Я осталась очень довольна уважением с его стороны; но другие офицерики… просто бы я их розгой! Софи хохочет, скалит свои зубы, а не видит того, что ее третируют, конечно, хуже чем Clémence…
Мальчишки эти все бегали в буфет, все раскраснелись от шампанского, а двое пустились канканировать.

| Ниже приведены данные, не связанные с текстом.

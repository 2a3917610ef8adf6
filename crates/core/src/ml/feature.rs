//! Feature typing.

use std::fmt;

use serde::{Deserialize, Serialize};

use crate::error::Result;
use crate::ml::dataset::Dataset;
use crate::ml::frame::DataFrame;

/// Semantic type of a column.
#[derive(Debug, Clone, Copy, PartialEq, Eq, Hash, Serialize, Deserialize)]
#[serde(rename_all = "lowercase")]
pub enum FeatureType {
    Numerical,
    Categorical,
}

impl FeatureType {
    pub const fn as_str(self) -> &'static str {
        match self {
            Self::Numerical => "numerical",
            Self::Categorical => "categorical",
        }
    }
}

impl fmt::Display for FeatureType {
    fn fmt(&self, f: &mut fmt::Formatter<'_>) -> fmt::Result {
        f.write_str(self.as_str())
    }
}

/// A named column and its semantic type.
#[derive(Debug, Clone, PartialEq, Eq, Hash, Serialize, Deserialize)]
pub struct Feature {
    name: String,
    #[serde(rename = "type")]
    feature_type: FeatureType,
}

impl Feature {
    pub fn new(name: impl Into<String>, feature_type: FeatureType) -> Self {
        Self {
            name: name.into(),
            feature_type,
        }
    }

    pub fn name(&self) -> &str {
        &self.name
    }

    pub const fn feature_type(&self) -> FeatureType {
        self.feature_type
    }
}

impl fmt::Display for Feature {
    fn fmt(&self, f: &mut fmt::Formatter<'_>) -> fmt::Result {
        write!(f, "{} ({})", self.name, self.feature_type)
    }
}

/// Classify every column of the dataset, in column order.
pub fn detect_feature_types(dataset: &Dataset) -> Result<Vec<Feature>> {
    let frame = dataset.read()?;
    Ok(detect_frame_feature_types(&frame))
}

/// Numeric storage is numerical; anything else is categorical.
pub fn detect_frame_feature_types(frame: &DataFrame) -> Vec<Feature> {
    frame
        .iter()
        .map(|(name, column)| {
            let feature_type = if column.is_numeric() {
                FeatureType::Numerical
            } else {
                FeatureType::Categorical
            };
            Feature::new(name, feature_type)
        })
        .collect()
}

#[cfg(test)]
mod tests {
    use super::*;

    #[test]
    fn test_detect_feature_types_in_column_order() {
        let csv = b"age,city,income,code\n30,Oslo,1000.5,A1\n41,Rome,,B2\n";
        let dataset = Dataset::from_csv_bytes(csv.to_vec(), "people", "dataset/people", None);

        let features = detect_feature_types(&dataset).unwrap();
        assert_eq!(
            features,
            vec![
                Feature::new("age", FeatureType::Numerical),
                Feature::new("city", FeatureType::Categorical),
                Feature::new("income", FeatureType::Numerical),
                Feature::new("code", FeatureType::Categorical),
            ]
        );
    }

    #[test]
    fn test_feature_serialization() {
        let feature = Feature::new("city", FeatureType::Categorical);
        let value = serde_json::to_value(&feature).unwrap();
        assert_eq!(value, serde_json::json!({"name": "city", "type": "categorical"}));
        assert_eq!(feature.to_string(), "city (categorical)");
    }
}
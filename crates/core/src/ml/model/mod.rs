//! Trainable models behind a common fit/predict contract.
//!
//! Every model serializes its hyperparameters and learned state as one JSON document
//! ([`Model::parameters`]) and can be rebuilt from it ([`Model::restore`]).
//!
//! | identifier | type |
//! |---|---|
//! | `multiple_linear_regression` | regression |
//! | `lasso` | regression |
//! | `gradient_boosting` | regression |
//! | `k_nearest_neighbors` | classification |
//! | `random_forest` | classification |
//! | `logistic_regression` | classification |

mod boosting;
mod forest;
mod knn;
mod lasso;
mod linear;
mod logistic;
mod tree;

use std::fmt;

use ndarray::{Array1, ArrayView1, ArrayView2};
use serde::de::DeserializeOwned;
use serde::{Deserialize, Serialize};
use serde_json::{Value, json};

use crate::artifact::{Artifact, ArtifactType};
use crate::error::{Error, Result};

pub use boosting::GradientBoosting;
pub use forest::RandomForest;
pub use knn::KNearestNeighbors;
pub use lasso::Lasso;
pub use linear::MultipleLinearRegression;
pub use logistic::LogisticRegression;

pub const MULTIPLE_LINEAR_REGRESSION: &str = "multiple_linear_regression";
pub const LASSO: &str = "lasso";
pub const GRADIENT_BOOSTING: &str = "gradient_boosting";
pub const K_NEAREST_NEIGHBORS: &str = "k_nearest_neighbors";
pub const RANDOM_FOREST: &str = "random_forest";
pub const LOGISTIC_REGRESSION: &str = "logistic_regression";

pub const REGRESSION_MODELS: &[&str] = &[MULTIPLE_LINEAR_REGRESSION, LASSO, GRADIENT_BOOSTING];
pub const CLASSIFICATION_MODELS: &[&str] =
    &[K_NEAREST_NEIGHBORS, RANDOM_FOREST, LOGISTIC_REGRESSION];

/// Learning task a model solves.
#[derive(Debug, Clone, Copy, PartialEq, Eq, Hash, Serialize, Deserialize)]
#[serde(rename_all = "lowercase")]
pub enum ModelType {
    Regression,
    Classification,
}

impl ModelType {
    pub const fn as_str(self) -> &'static str {
        match self {
            Self::Regression => "regression",
            Self::Classification => "classification",
        }
    }
}

impl fmt::Display for ModelType {
    fn fmt(&self, f: &mut fmt::Formatter<'_>) -> fmt::Result {
        f.write_str(self.as_str())
    }
}

impl From<ModelType> for ArtifactType {
    fn from(value: ModelType) -> Self {
        match value {
            ModelType::Regression => Self::Regression,
            ModelType::Classification => Self::Classification,
        }
    }
}

/// A trainable model.
///
/// Classification models expect targets that are class indices `0..k` encoded as `f64`
/// and predict values from the same set.
pub trait Model: fmt::Debug + Send {
    /// Factory identifier.
    fn name(&self) -> &'static str;

    fn model_type(&self) -> ModelType;

    /// Train on `x` (one row per observation) and `y`.
    fn fit(&mut self, x: ArrayView2<'_, f64>, y: ArrayView1<'_, f64>) -> Result<()>;

    /// Predict one value per row of `x`. Fails with InvalidState before `fit`.
    fn predict(&self, x: ArrayView2<'_, f64>) -> Result<Array1<f64>>;

    /// Hyperparameters and learned state as an independent JSON document.
    fn parameters(&self) -> Result<Value>;

    /// Replace this model's state with a document produced by [`Model::parameters`].
    fn restore(&mut self, parameters: Value) -> Result<()>;

    /// Package `{type, model, parameters}` as a JSON artifact typed after the model.
    fn to_artifact(&self, name: &str, asset_path: &str) -> Result<Artifact> {
        let document = json!({
            "type": self.model_type(),
            "model": self.name(),
            "parameters": self.parameters()?,
        });
        let data = serde_json::to_vec(&document)?;
        Ok(Artifact::new(name, self.model_type().into(), asset_path)
            .with_data(data)
            .with_tag(self.name()))
    }
}

/// Build a fresh, unfitted model from its identifier.
pub fn get_model(name: &str) -> Result<Box<dyn Model>> {
    let model: Box<dyn Model> = match name {
        MULTIPLE_LINEAR_REGRESSION => Box::new(MultipleLinearRegression::default()),
        LASSO => Box::new(Lasso::default()),
        GRADIENT_BOOSTING => Box::new(GradientBoosting::default()),
        K_NEAREST_NEIGHBORS => Box::new(KNearestNeighbors::default()),
        RANDOM_FOREST => Box::new(RandomForest::default()),
        LOGISTIC_REGRESSION => Box::new(LogisticRegression::default()),
        other => return Err(Error::UnknownName(format!("model {other}"))),
    };
    Ok(model)
}

/// Serialize a model's whole state.
pub(crate) fn to_parameters<T: Serialize>(model: &T) -> Result<Value> {
    Ok(serde_json::to_value(model)?)
}

/// Decode a model's whole state.
pub(crate) fn from_parameters<T: DeserializeOwned>(name: &str, parameters: Value) -> Result<T> {
    serde_json::from_value(parameters)
        .map_err(|e| Error::serialization(format!("{name} parameters: {e}")))
}

/// Shared preconditions of every `fit`.
pub(crate) fn check_training_data(x: ArrayView2<'_, f64>, y: ArrayView1<'_, f64>) -> Result<()> {
    if x.nrows() == 0 || x.ncols() == 0 {
        return Err(Error::invalid_argument(format!(
            "training data must be non-empty, got {}x{}",
            x.nrows(),
            x.ncols()
        )));
    }
    if x.nrows() != y.len() {
        return Err(Error::invalid_argument(format!(
            "x has {} rows but y has {} values",
            x.nrows(),
            y.len()
        )));
    }
    if x.iter().chain(y.iter()).any(|v| !v.is_finite()) {
        return Err(Error::invalid_argument("training data contains non-finite values"));
    }
    Ok(())
}

/// Shared preconditions of every `predict`.
pub(crate) fn check_prediction_data(x: ArrayView2<'_, f64>, n_features: usize) -> Result<()> {
    if x.ncols() != n_features {
        return Err(Error::invalid_argument(format!(
            "model was fitted on {n_features} features, got {}",
            x.ncols()
        )));
    }
    if x.iter().any(|v| !v.is_finite()) {
        return Err(Error::invalid_argument("prediction data contains non-finite values"));
    }
    Ok(())
}

pub(crate) fn not_fitted(name: &str) -> Error {
    Error::invalid_state(format!("{name} must be fitted before predict"))
}

/// Number of classes in a class-index target, failing on values that are not indices.
#[allow(clippy::cast_possible_truncation, clippy::cast_sign_loss)]
pub(crate) fn class_count(y: ArrayView1<'_, f64>) -> Result<usize> {
    let mut max = 0.0_f64;
    for &v in y {
        if v < 0.0 || v.fract() != 0.0 {
            return Err(Error::invalid_argument(format!(
                "classification target must contain class indices, found {v}"
            )));
        }
        max = max.max(v);
    }
    Ok(max as usize + 1)
}

/// Index of the largest count, preferring the lowest index on ties.
#[allow(clippy::cast_precision_loss)]
pub(crate) fn majority(counts: &[usize]) -> f64 {
    let mut best = 0;
    for (idx, &count) in counts.iter().enumerate() {
        if count > counts[best] {
            best = idx;
        }
    }
    best as f64
}

#[cfg(test)]
mod tests {
    use super::*;
    use ndarray::array;

    #[test]
    fn test_factory_builds_every_model() {
        for name in REGRESSION_MODELS {
            let model = get_model(name).unwrap();
            assert_eq!(model.name(), *name);
            assert_eq!(model.model_type(), ModelType::Regression);
        }
        for name in CLASSIFICATION_MODELS {
            let model = get_model(name).unwrap();
            assert_eq!(model.name(), *name);
            assert_eq!(model.model_type(), ModelType::Classification);
        }
        assert!(matches!(get_model("svm"), Err(Error::UnknownName(_))));
    }

    #[test]
    fn test_predict_before_fit_is_invalid_state() {
        let x = array![[1.0], [2.0]];
        for name in REGRESSION_MODELS.iter().chain(CLASSIFICATION_MODELS) {
            let model = get_model(name).unwrap();
            assert!(
                matches!(model.predict(x.view()), Err(Error::InvalidState(_))),
                "{name}"
            );
        }
    }

    #[test]
    fn test_fit_rejects_bad_input() {
        let mut model = get_model(MULTIPLE_LINEAR_REGRESSION).unwrap();
        let x = array![[1.0], [2.0]];
        assert!(matches!(
            model.fit(x.view(), array![1.0].view()),
            Err(Error::InvalidArgument(_))
        ));
        assert!(matches!(
            model.fit(array![[1.0], [f64::NAN]].view(), array![1.0, 2.0].view()),
            Err(Error::InvalidArgument(_))
        ));
        let empty = ndarray::Array2::<f64>::zeros((0, 1));
        assert!(matches!(
            model.fit(empty.view(), ndarray::Array1::<f64>::zeros(0).view()),
            Err(Error::InvalidArgument(_))
        ));
    }

    #[test]
    fn test_parameters_restore_round_trip() {
        let x = array![[0.0, 1.0], [1.0, 0.0], [2.0, 1.0], [3.0, 0.0], [4.0, 1.0], [5.0, 0.0]];
        let y_reg = array![1.0, 2.0, 5.0, 6.0, 9.0, 10.0];
        let y_cls = array![0.0, 0.0, 1.0, 1.0, 2.0, 2.0];

        for name in REGRESSION_MODELS.iter().chain(CLASSIFICATION_MODELS) {
            let mut model = get_model(name).unwrap();
            let y = match model.model_type() {
                ModelType::Regression => y_reg.view(),
                ModelType::Classification => y_cls.view(),
            };
            model.fit(x.view(), y).unwrap();
            let expected = model.predict(x.view()).unwrap();

            let mut restored = get_model(name).unwrap();
            restored.restore(model.parameters().unwrap()).unwrap();
            assert_eq!(restored.predict(x.view()).unwrap(), expected, "{name}");
        }
    }

    #[test]
    fn test_restore_rejects_malformed_parameters() {
        let mut model = get_model(LASSO).unwrap();
        assert!(matches!(
            model.restore(json!({"alpha": "high"})),
            Err(Error::Serialization(_))
        ));
    }

    #[test]
    fn test_to_artifact() {
        let mut model = get_model(MULTIPLE_LINEAR_REGRESSION).unwrap();
        model
            .fit(array![[1.0], [2.0], [3.0]].view(), array![3.0, 5.0, 7.0].view())
            .unwrap();

        let artifact = model.to_artifact("lr", "model/lr").unwrap();
        assert_eq!(*artifact.artifact_type(), ArtifactType::Regression);
        assert_eq!(artifact.tags(), vec![MULTIPLE_LINEAR_REGRESSION]);

        let document: Value = serde_json::from_slice(&artifact.read().unwrap()).unwrap();
        assert_eq!(document["type"], "regression");
        assert_eq!(document["parameters"], model.parameters().unwrap());
    }

    #[test]
    fn test_class_count() {
        assert_eq!(class_count(array![0.0, 2.0, 1.0].view()).unwrap(), 3);
        assert!(class_count(array![0.5].view()).is_err());
        assert!(class_count(array![-1.0].view()).is_err());
        assert!((majority(&[2, 3, 3]) - 1.0).abs() < f64::EPSILON);
    }
}
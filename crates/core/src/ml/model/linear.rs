//! Ordinary least squares in closed form.

use ndarray::{Array1, Array2, ArrayView1, ArrayView2, Axis, concatenate};
use serde::{Deserialize, Serialize};
use serde_json::Value;

use super::{
    MULTIPLE_LINEAR_REGRESSION, Model, ModelType, check_prediction_data, check_training_data,
    from_parameters, not_fitted, to_parameters,
};
use crate::error::{Error, Result};

/// Relative pivot size below which a matrix is treated as singular.
const SINGULAR_TOLERANCE: f64 = 1e-12;

/// `w = (XᵀX)⁻¹Xᵀy` over `X` with a trailing column of ones.
///
/// A complete one-hot block sums to the column of ones, so a design matrix holding any
/// one-hot encoded categorical input is rank deficient and `fit` fails with
/// [`Error::SingularMatrix`]. Use numerical inputs, or a regularized model such as lasso,
/// for categorical data.
#[derive(Debug, Clone, Default, PartialEq, Serialize, Deserialize)]
pub struct MultipleLinearRegression {
    /// One weight per feature followed by the intercept.
    coefficients: Option<Vec<f64>>,
}

impl MultipleLinearRegression {
    /// Learned weights, intercept last.
    pub fn coefficients(&self) -> Option<&[f64]> {
        self.coefficients.as_deref()
    }
}

fn with_bias(x: ArrayView2<'_, f64>) -> Result<Array2<f64>> {
    let ones = Array2::<f64>::ones((x.nrows(), 1));
    concatenate(Axis(1), &[x.view(), ones.view()])
        .map_err(|e| Error::invalid_argument(format!("design matrix: {e}")))
}

/// Gauss-Jordan inverse with partial pivoting.
pub(crate) fn invert(matrix: &Array2<f64>) -> Result<Array2<f64>> {
    let n = matrix.nrows();
    if n != matrix.ncols() {
        return Err(Error::invalid_argument("cannot invert a non-square matrix"));
    }

    let scale = matrix.iter().fold(0.0_f64, |acc, v| acc.max(v.abs())).max(1.0);
    let mut a = matrix.clone();
    let mut inv = Array2::<f64>::eye(n);

    for col in 0..n {
        let pivot_row = (col..n)
            .max_by(|&i, &j| a[[i, col]].abs().total_cmp(&a[[j, col]].abs()))
            .unwrap_or(col);
        let pivot = a[[pivot_row, col]];
        if pivot.abs() <= SINGULAR_TOLERANCE * scale {
            return Err(Error::SingularMatrix(format!(
                "{n}x{n} matrix has no inverse (pivot {pivot:e} in column {col})"
            )));
        }

        if pivot_row != col {
            for k in 0..n {
                a.swap([pivot_row, k], [col, k]);
                inv.swap([pivot_row, k], [col, k]);
            }
        }

        for k in 0..n {
            a[[col, k]] /= pivot;
            inv[[col, k]] /= pivot;
        }

        for row in 0..n {
            if row == col {
                continue;
            }
            let factor = a[[row, col]];
            if factor == 0.0 {
                continue;
            }
            for k in 0..n {
                a[[row, k]] -= factor * a[[col, k]];
                inv[[row, k]] -= factor * inv[[col, k]];
            }
        }
    }

    Ok(inv)
}

impl Model for MultipleLinearRegression {
    fn name(&self) -> &'static str {
        MULTIPLE_LINEAR_REGRESSION
    }

    fn model_type(&self) -> ModelType {
        ModelType::Regression
    }

    fn fit(&mut self, x: ArrayView2<'_, f64>, y: ArrayView1<'_, f64>) -> Result<()> {
        check_training_data(x, y)?;
        let design = with_bias(x)?;
        let gram = design.t().dot(&design);
        let inverse = invert(&gram)?;
        let weights = inverse.dot(&design.t().dot(&y));
        self.coefficients = Some(weights.to_vec());
        Ok(())
    }

    fn predict(&self, x: ArrayView2<'_, f64>) -> Result<Array1<f64>> {
        let coefficients = self
            .coefficients
            .as_ref()
            .ok_or_else(|| not_fitted(MULTIPLE_LINEAR_REGRESSION))?;
        let n_features = coefficients
            .len()
            .checked_sub(1)
            .ok_or_else(|| not_fitted(MULTIPLE_LINEAR_REGRESSION))?;
        check_prediction_data(x, n_features)?;
        let design = with_bias(x)?;
        Ok(design.dot(&Array1::from(coefficients.clone())))
    }

    fn parameters(&self) -> Result<Value> {
        to_parameters(self)
    }

    fn restore(&mut self, parameters: Value) -> Result<()> {
        *self = from_parameters(MULTIPLE_LINEAR_REGRESSION, parameters)?;
        Ok(())
    }
}
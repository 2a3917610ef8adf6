//! Machine-learning layer: datasets, feature typing, models, metrics and pipelines.

pub mod codec;
pub mod dataset;
pub mod encoding;
pub mod feature;
pub mod frame;
pub mod metric;
pub mod model;
pub mod pipeline;

pub use dataset::Dataset;
pub use encoding::{ColumnEncoding, FeatureEncoder, TargetEncoding, TargetValue};
pub use feature::{Feature, FeatureType, detect_feature_types, detect_frame_feature_types};
pub use frame::{Column, ColumnKind, DataFrame};
pub use metric::{CLASSIFICATION_METRICS, Metric, REGRESSION_METRICS, get_metric};
pub use model::{CLASSIFICATION_MODELS, Model, ModelType, REGRESSION_MODELS, get_model};
pub use pipeline::{Evaluation, MetricScore, Pipeline, PipelineResult, PipelineSummary};
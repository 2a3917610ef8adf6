//! `autoop artifact ...`

use anyhow::Result;
use autoop_core::{ArtifactType, AutoMlSystem};
use clap::Subcommand;
use serde_json::{Value, json};

use super::describe_artifact;

#[derive(Debug, Subcommand)]
pub enum ArtifactCommand {
    /// List registered artifacts
    List {
        /// Only list artifacts of this type (dataset, pipeline, ...)
        #[arg(long = "type")]
        artifact_type: Option<ArtifactType>,
    },
    /// Show one artifact's record
    Show { id: String },
    /// Delete an artifact's bytes and record
    Delete { id: String },
}

pub fn run(system: &mut AutoMlSystem, command: ArtifactCommand) -> Result<Value> {
    match command {
        ArtifactCommand::List { artifact_type } => {
            let artifacts = system.registry().list(artifact_type.as_ref())?;
            Ok(Value::Array(artifacts.iter().map(describe_artifact).collect()))
        }
        ArtifactCommand::Show { id } => Ok(describe_artifact(&system.registry().get(&id)?)),
        ArtifactCommand::Delete { id } => {
            system.registry_mut().delete(&id)?;
            Ok(json!({ "deleted": id }))
        }
    }
}

#[cfg(test)]
mod tests {
    use super::*;
    use autoop_core::{Artifact, AutoopConfig};
    use tempfile::TempDir;

    #[test]
    fn test_list_show_delete() {
        let tmp = TempDir::new().unwrap();
        let mut system = AutoMlSystem::open(&AutoopConfig::from_assets_root(tmp.path())).unwrap();
        let dataset = Artifact::new("d", ArtifactType::Dataset, "dataset/d").with_data("a\n1\n");
        let report = Artifact::new("r", "report".parse().unwrap(), "report/r").with_data("{}");
        system.registry_mut().register(&dataset).unwrap();
        system.registry_mut().register(&report).unwrap();

        let listed = run(
            &mut system,
            ArtifactCommand::List {
                artifact_type: Some(ArtifactType::Dataset),
            },
        )
        .unwrap();
        assert_eq!(listed.as_array().unwrap().len(), 1);
        assert_eq!(listed[0]["size"], 4);

        let shown = run(&mut system, ArtifactCommand::Show { id: report.id() }).unwrap();
        assert_eq!(shown["type"], "report");

        run(&mut system, ArtifactCommand::Delete { id: dataset.id() }).unwrap();
        assert!(run(&mut system, ArtifactCommand::Show { id: dataset.id() }).is_err());
    }
}
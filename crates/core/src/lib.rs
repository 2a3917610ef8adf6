//! AutoOp core library.
//!
//! Versioned artifact storage (blob store, metadata store, registry) and a deterministic
//! train/evaluate/serialize pipeline engine over pluggable models and metrics.

pub mod artifact;
pub mod config;
pub mod error;
pub mod ml;
pub mod registry;
pub mod storage;
pub mod system;

pub use artifact::{Artifact, ArtifactRecord, ArtifactType, DEFAULT_VERSION, generate_id};
pub use config::AutoopConfig;
pub use error::{Error, Result};
pub use registry::{ARTIFACTS_COLLECTION, ArtifactRegistry};
pub use system::AutoMlSystem;
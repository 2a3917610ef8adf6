//! `autoop dataset ...`

use std::path::{Path, PathBuf};

use anyhow::{Context, Result, anyhow};
use autoop_core::AutoMlSystem;
use autoop_core::ml::{DataFrame, Dataset, detect_feature_types};
use clap::Subcommand;
use serde_json::{Value, json};
use tracing::info;

use super::describe_artifact;

#[derive(Debug, Subcommand)]
pub enum DatasetCommand {
    /// Register a CSV file as a dataset
    Upload {
        /// Path to a CSV file with a header row
        csv: PathBuf,
        /// Dataset name (defaults to the file stem)
        #[arg(long)]
        name: Option<String>,
        /// Dataset version
        #[arg(long)]
        version: Option<String>,
    },
    /// Print the detected type of every column
    Features {
        /// Dataset artifact id
        id: String,
    },
}

pub fn run(system: &mut AutoMlSystem, command: DatasetCommand) -> Result<Value> {
    match command {
        DatasetCommand::Upload { csv, name, version } => upload(system, &csv, name, version.as_deref()),
        DatasetCommand::Features { id } => features(system, &id),
    }
}

fn upload(
    system: &mut AutoMlSystem,
    csv: &Path,
    name: Option<String>,
    version: Option<&str>,
) -> Result<Value> {
    let name = match name {
        Some(name) => name,
        None => csv
            .file_stem()
            .and_then(|stem| stem.to_str())
            .map(str::to_string)
            .ok_or_else(|| anyhow!("cannot derive a dataset name from {}", csv.display()))?,
    };

    let bytes = std::fs::read(csv).with_context(|| format!("failed to read {}", csv.display()))?;
    let frame = DataFrame::from_csv(&bytes).with_context(|| format!("failed to parse {}", csv.display()))?;
    let dataset = Dataset::from_frame(&frame, &name, format!("dataset/{name}"), version)?;

    system.registry_mut().register(dataset.artifact())?;
    info!(id = %dataset.id(), rows = frame.n_rows(), columns = frame.n_columns(), "Uploaded dataset");

    Ok(json!({
        "artifact": describe_artifact(dataset.artifact()),
        "rows": frame.n_rows(),
        "columns": frame.column_names(),
    }))
}

fn features(system: &AutoMlSystem, id: &str) -> Result<Value> {
    let artifact = system.registry().get(id)?;
    let dataset = Dataset::from_artifact(artifact)?;
    let features = detect_feature_types(&dataset)?;
    Ok(json!({
        "dataset": id,
        "features": features,
    }))
}

#[cfg(test)]
mod tests {
    use super::*;
    use autoop_core::AutoopConfig;
    use tempfile::TempDir;

    #[test]
    fn test_upload_then_features() {
        let tmp = TempDir::new().unwrap();
        let csv = tmp.path().join("houses.csv");
        std::fs::write(&csv, "rooms,city,price\n3,Oslo,100\n4,Rome,150\n").unwrap();
        let mut system = AutoMlSystem::open(&AutoopConfig::from_assets_root(tmp.path().join("assets"))).unwrap();

        let uploaded = run(
            &mut system,
            DatasetCommand::Upload {
                csv,
                name: None,
                version: None,
            },
        )
        .unwrap();
        assert_eq!(uploaded["artifact"]["name"], "houses");
        assert_eq!(uploaded["artifact"]["asset_path"], "dataset/houses");
        assert_eq!(uploaded["rows"], 2);

        let id = uploaded["artifact"]["id"].as_str().unwrap().to_string();
        let features = run(&mut system, DatasetCommand::Features { id }).unwrap();
        assert_eq!(features["features"][1]["type"], "categorical");
        assert_eq!(features["features"][2]["type"], "numerical");
    }

    #[test]
    fn test_upload_rejects_ragged_csv() {
        let tmp = TempDir::new().unwrap();
        let csv = tmp.path().join("bad.csv");
        std::fs::write(&csv, "a,b\n1\n").unwrap();
        let mut system = AutoMlSystem::open(&AutoopConfig::from_assets_root(tmp.path())).unwrap();

        let result = run(
            &mut system,
            DatasetCommand::Upload {
                csv,
                name: Some("bad".into()),
                version: None,
            },
        );
        assert!(result.is_err());
        assert!(system.registry().list(None).unwrap().is_empty());
    }
}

Один недурно выделывал, хотя бы на Михайловском театре так. Я бы ничего против этого не сказала, если б это было в тесном кружке. А то этот пикник был какой-то сборный.
Двух барынь я совсем не знала… и вдруг канкан.
Уж мы дойдем все до того, что при нас мужчины будут драться на кулачках.
Я очень глупо сделала, что не дала знать как-нибудь Домбровичу об этом пикнике. Я уверена, что при нем было бы приличнее.
Да что в самом деле, разве я поступила к нему в обучение? Даже смешно. Мне кажется, я уж слишком восторгаюсь его умом. Говорила я с разным народом, с государственными лицами, и то не теряла своей амбиции.
9 января 186*
1-й час. — Понедельник
Запишу поскорее мой разговор с ним, т. е. с Домбровичем. Эта тетрадь превращается в целый ряд разговоров с Василием Павлычем.
Он как там ни умен, а я коли к чему хочу его подвести, все-таки подведу.
Он у меня опять обедал. И опять это случилось, как говорится, невзначай. Впрочем, что же я оправдываюсь? Мне не пятнадцать лет. Могу принимать кого мне угодно.
У-у! какой он тонкий! В этот раз я, кажется, лучше понимаю его…
Он начал с того, что похвалил меня за Вениаминову.
— Я был у нее вчера. Она вами очень довольна. Говорит, что в вас есть много путного. А ведь угодить на Антонину Дмитриевну трудненько. Знаю, знаю, что вам было адски скучно в воскресенье. Разве я вас приглашаю смотреть на Вениаминову снизу вверх? Вовсе нет. Она — особа высокого полета по своему официальному положению, по связям; но мы с вами можем на нее преспокойно смотреть, как на простую, в сущности даже добрую кумушку.